Type: | Package |
Title: | Meta-Analysis of RNA-Seq Data |
Version: | 1.0.8 |
Date: | 2025-03-26 |
Depends: | R (≥ 3.5.0) |
Suggests: | DESeq2 (≥ 1.0.17), VennDiagram (≥ 1.6.20) |
Description: | Implementation of two p-value combination techniques (inverse normal and Fisher methods). A vignette is provided to explain how to perform a meta-analysis from two independent RNA-seq experiments. |
License: | GPL-2 | GPL-3 [expanded from: GPL] |
LazyLoad: | yes |
biocViews: | HighThroughputSequencing, RNAseq, DifferentialExpression |
NeedsCompilation: | no |
Packaged: | 2025-03-26 09:44:29 UTC; Samuel |
Repository: | CRAN |
Date/Publication: | 2025-03-26 10:40:03 UTC |
Author: | Guillemette Marot [aut], Andrea Rau [aut], Florence Jaffrezic [aut], Samuel Blanck [ctb, cre] |
Maintainer: | Samuel Blanck <samuel.blanck@univ-lille.fr> |
Meta-analysis for RNA-seq data.
Description
Implementation of two p-value combination techniques (inverse normal and Fisher methods). A vignette is provided to explain how to perform a meta-analysis from two independent RNA-seq experiments.
Details
Package: | metaRNASeq |
Type: | Package |
Version: | 1.0.2 |
Date: | 2015-01-26 |
License: | GPL |
Author(s)
Andrea Rau, Guillemette Marot, Florence Jaffrezic
Maintainer: Guillemette Marot <guillemette.marot@inria.fr>
References
A. Rau, G. Marot and F. Jaffrezic (2014). Differential meta-analysis of RNA-seq data. BMC Bioinformatics 15:91
See Also
Examples
#An User's guide with detailed examples can be downloaded in interactive R sessions
if(interactive()){
vignette("metaRNASeq")
}
Simulated fold changes (FC)
Description
The FC provided here result from the following procedure:
1) simulation of two RNA-seq experiments with four replicates in each condition via the sim.function
, 2) analysis of differentially expressed tags using the DESeq package.
Usage
data(FC)
Format
List of length 2, where each list is a vector containing the FC for 14,456 genes from individual differential analyses (obtained using DESeq v1.8.3) of each of the simulated RNA-seq datasets.
Details
It is possible to reproduce these FC using the procedure described in the package vignette.
References
A. Rau, G. Marot and F. Jaffrezic (2014). Differential meta-analysis of RNA-seq data.
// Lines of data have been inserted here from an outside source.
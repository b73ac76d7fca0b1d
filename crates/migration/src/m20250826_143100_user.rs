use sea_orm_migration::prelude::*;

#[derive(DeriveMigrationName)]
pub struct Migration;

#[derive(Iden)]
pub(crate) enum User {
    Table,
    Id,
    Username,
    Password,
    LevelManage,
    StatusId,
    CreatedAt,
    UpdatedAt,
    DeletedAt,
}

#[async_trait::async_trait]
impl MigrationTrait for Migration {
    async fn up(&self, manager: &SchemaManager) -> Result<(), DbErr> {
        manager
            .create_table(
                Table::create()
                    .table(User::Table)
                    .if_not_exists()
                    .col(
                        ColumnDef::new(User::Id)
                            .integer()
                            .not_null()
                            .auto_increment()
                            .primary_key(),
                    )
                    .col(
                        ColumnDef::new(User::Username)
                            .string_len(255)
                            .not_null()
                            .unique_key(),
                    )
                    .col(ColumnDef::new(User::Password).string().not_null())
                    .col(
                        ColumnDef::new(User::LevelManage)
                            .integer()
                            .not_null()
                            .default(2),
                    )
                    .col(
                        ColumnDef::new(User::StatusId)
                            .integer()
                            .not_null()
                            .default(1),
                    )
                    .col(ColumnDef::new(User::CreatedAt).timestamp().not_null())
                    .col(ColumnDef::new(User::UpdatedAt).timestamp().not_null())
                    .col(ColumnDef::new(User::DeletedAt).timestamp())
                    .to_owned(),
            )
            .await
    }

    async fn down(&self, manager: &SchemaManager) -> Result<(), DbErr> {
        manager
            .drop_table(Table::drop().table(User::Table).to_owned())
            .await
    }
}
BMC Bioinformatics 15:91
Examples
data(FC)
## Maybe str(FC)
Integration-driven Discovery and Integration-driven Revision Rates
Description
Calculates the gain or the loss of differentially expressed genes due to meta-analysis compared to individual studies.
Usage
IDD.IRR(meta_de, ind_de)
Arguments
meta_de |
Vector of differentially expressed tags (or indices of these tags) with the meta-analysis |
ind_de |
List of vectors storing differentially expressed tags (or indices of these tags) in each individual study |
Value
DE |
Number of Differentially Expressed (DE) genes |
IDD |
Integration Driven Discoveries: number of genes that are declared DE in the meta-analysis that were not identified in any of the individual studies alone. |
Loss |
Number of genes that are declared DE in individual studies but not in meta-analysis. |
IDR |
Integration-driven Discovery Rate: proportion of genes that are identified as DE in the meta-analysis that were not identified in any of the individual studies alone. |
IRR |
Integration-driven Revision Rate: percentage of genes that are declared DE in individual studies but not in meta-analysis. |
Author(s)
Guillemette Marot
References
Marot, G., Foulley, J.-L., Mayer, C.-D., Jaffrezic, F. (2009) Moderated effect size and p-value combinations for microarray meta-analyses. Bioinformatics. 25 (20): 2692-2699.
Examples
data(rawpval)
adjpval<-lapply(rawpval, FUN=function(x) p.adjust(x, method="BH"))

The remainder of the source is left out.